■ EXERCISE DIRECTIONS
Please output exactly the lines from the one containing "config.timeout_seconds = timeout;" through the last line of the records, both included.

■ INPUT
+++++

//! Pinecone vector index client
//!
//! Covers the data-plane calls the pipeline needs: similarity queries and
//! index stats for health checks.

mod models;
pub use models::*;

use std::collections::HashMap;
use std::time::{Duration, Instant};

use async_trait::async_trait;
use log::{debug, warn};
use reqwest::Client;
use serde::de::DeserializeOwned;

use crate::config::{PineconeConfig, ServiceConfig, DEFAULT_PROVIDER};
use crate::core::{ClientMetrics, ServiceClient};
use crate::error::{Result, ServiceError};
use crate::resilience::{CircuitBreakerConfig, Resilience, RetryConfig};
use crate::services::common::{build_http_client, send_json, UserAgent};

const SERVICE_NAME: &str = "pinecone";

/// Pinecone index client
pub struct PineconeClient {
    http_client: Client,
    config: PineconeConfig,
    base_url: String,
    resilience: Resilience,
    metrics: ClientMetrics,
}

impl PineconeClient {
    pub fn new_with_config(config: PineconeConfig) -> Result<Self> {
        config.validate()?;

        let http_client = build_http_client(
            Some(UserAgent::for_client("Pinecone-Client")),
            Some(Duration::from_secs(config.timeout_seconds)),
        )?;

        let resilience = Resilience::new(
            RetryConfig {
                max_retries: 2,
                initial_interval: Duration::from_millis(200),
                max_interval: Duration::from_secs(2),
                ..RetryConfig::default()
            },
            CircuitBreakerConfig::default(),
        );

        Ok(Self {
            base_url: config.base_url(),
            http_client,
            config,
            resilience,
            metrics: ClientMetrics::new(),
        })
    }

    pub fn builder() -> PineconeClientBuilder {
        PineconeClientBuilder::default()
    }

    /// Namespace configured for this client, if any
    pub fn namespace(&self) -> Option<&str> {
        self.config.namespace.as_deref()
    }

    /// Run a similarity query
    pub async fn query(&self, request: QueryRequest) -> Result<QueryResponse> {
        if request.vector.is_empty() {
            return Err(ServiceError::validation("Query vector must not be empty"));
        }
        if request.top_k == 0 {
            return Err(ServiceError::validation("topK must be at least 1"));
        }

        let url = format!("{}/query", self.base_url);
        debug!(
            "Querying Pinecone: POST {} (topK={}, dim={})",
            url,
            request.top_k,
            request.vector.len()
        );

        self.resilience
            .execute(|| {
                let builder = self.authorized(self.http_client.post(&url)).json(&request);
                self.timed("query", builder)
            })
            .await
    }

    /// Query the configured namespace for the `top_k` nearest neighbours,
    /// including metadata
    pub async fn query_vector(&self, vector: Vec<f32>, top_k: u32) -> Result<QueryResponse> {
        self.query(QueryRequest {
            vector,
            top_k,
            include_metadata: true,
            include_values: false,
            namespace: self.config.namespace.clone(),
            filter: None,
        })
        .await
    }

    /// Fetch index statistics
    pub async fn describe_index_stats(&self) -> Result<IndexStats> {
        let url = format!("{}/describe_index_stats", self.base_url);
        self.resilience
            .execute(|| self.timed("describe_index_stats", self.authorized(self.http_client.get(&url))))
            .await
    }

    fn authorized(&self, builder: reqwest::RequestBuilder) -> reqwest::RequestBuilder {
        builder
            .header("Api-Key", &self.config.api_key)
            .header("X-Pinecone-API-Version", &self.config.api_version)
    }

    async fn timed<R>(&self, endpoint: &str, request: reqwest::RequestBuilder) -> Result<R>
    where
        R: DeserializeOwned,
    {
        let start = Instant::now();
        match send_json::<R>(SERVICE_NAME, endpoint, request).await {
            Ok((body, status)) => {
                self.metrics
                    .record_request(endpoint, status, start.elapsed().as_millis() as u64);
                Ok(body)
            }
            Err(err) => {
                self.metrics.record_error(endpoint);
                Err(err)
            }
        }
    }
}

#[async_trait]
impl ServiceClient for PineconeClient {
    fn name(&self) -> &str {
        SERVICE_NAME
    }

    fn base_url(&self) -> &str {
        &self.base_url
    }

    async fn health_check(&self) -> Result<bool> {
        match self.describe_index_stats().await {
            Ok(stats) => {
                debug!(
                    "Pinecone index healthy: dimension={}, vectors={}",
                    stats.dimension, stats.total_vector_count
                );
                Ok(true)
            }
            Err(e) => {
                warn!("Pinecone health check failed: {}", e);
                Ok(false)
            }
        }
    }

    fn metrics(&self) -> HashMap<String, String> {
        let mut metrics = self.metrics.snapshot();
        metrics.insert(
            "circuit_breaker".to_string(),
            self.resilience.circuit_breaker_status().to_string(),
        );
        metrics
    }
}

/// Builder for the Pinecone client
#[derive(Default)]
pub struct PineconeClientBuilder {
    config: Option<PineconeConfig>,
    api_key: Option<String>,
    index_host: Option<String>,
    namespace: Option<String>,
    timeout_seconds: Option<u64>,
    retry_config: Option<RetryConfig>,
}

impl PineconeClientBuilder {
    pub fn new() -> Self {
        Self::default()
    }

    /// Start from an already-loaded configuration instead of the environment
    pub fn config(mut self, config: PineconeConfig) -> Self {
        self.config = Some(config);
        self
    }

    pub fn api_key(mut self, api_key: impl Into<String>) -> Self {
        self.api_key = Some(api_key.into());
        self
    }

    pub fn index_host(mut self, host: impl Into<String>) -> Self {
        self.index_host = Some(host.into());
        self
    }

    pub fn namespace(mut self, namespace: impl Into<String>) -> Self {
        self.namespace = Some(namespace.into());
        self
    }

    pub fn timeout(mut self, seconds: u64) -> Self {
        self.timeout_seconds = Some(seconds);
        self
    }

    pub fn retry(mut self, config: RetryConfig) -> Self {
        self.retry_config = Some(config);
        self
    }

    pub fn build(self) -> Result<PineconeClient> {
        let mut config = match self.config {
            Some(config) => config,
            None => PineconeConfig::from_provider(&**DEFAULT_PROVIDER).unwrap_or_default(),
        };

        if let Some(api_key) = self.api_key {
            config.api_key = api_key;
        }
        if let Some(host) = self.index_host {
            config.index_host = host;
        }
        if let Some(namespace) = self.namespace {
            config.namespace = Some(namespace);
        }
        if let Some(timeout) = self.timeout_seconds {
            config.timeout_seconds = timeout;
        }

        let mut client = PineconeClient::new_with_config(config)?;
        if let Some(retry_config) = self.retry_config {
            client.resilience.configure_retry(retry_config);
        }

        Ok(client)
    }
}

+++++

■ ANSWER
            config.timeout_seconds = timeout;
        }

        let mut client = PineconeClient::new_with_config(config)?;
        if let Some(retry_config) = self.retry_config {
            client.resilience.configure_retry(retry_config);
        }

        Ok(client)
    }
}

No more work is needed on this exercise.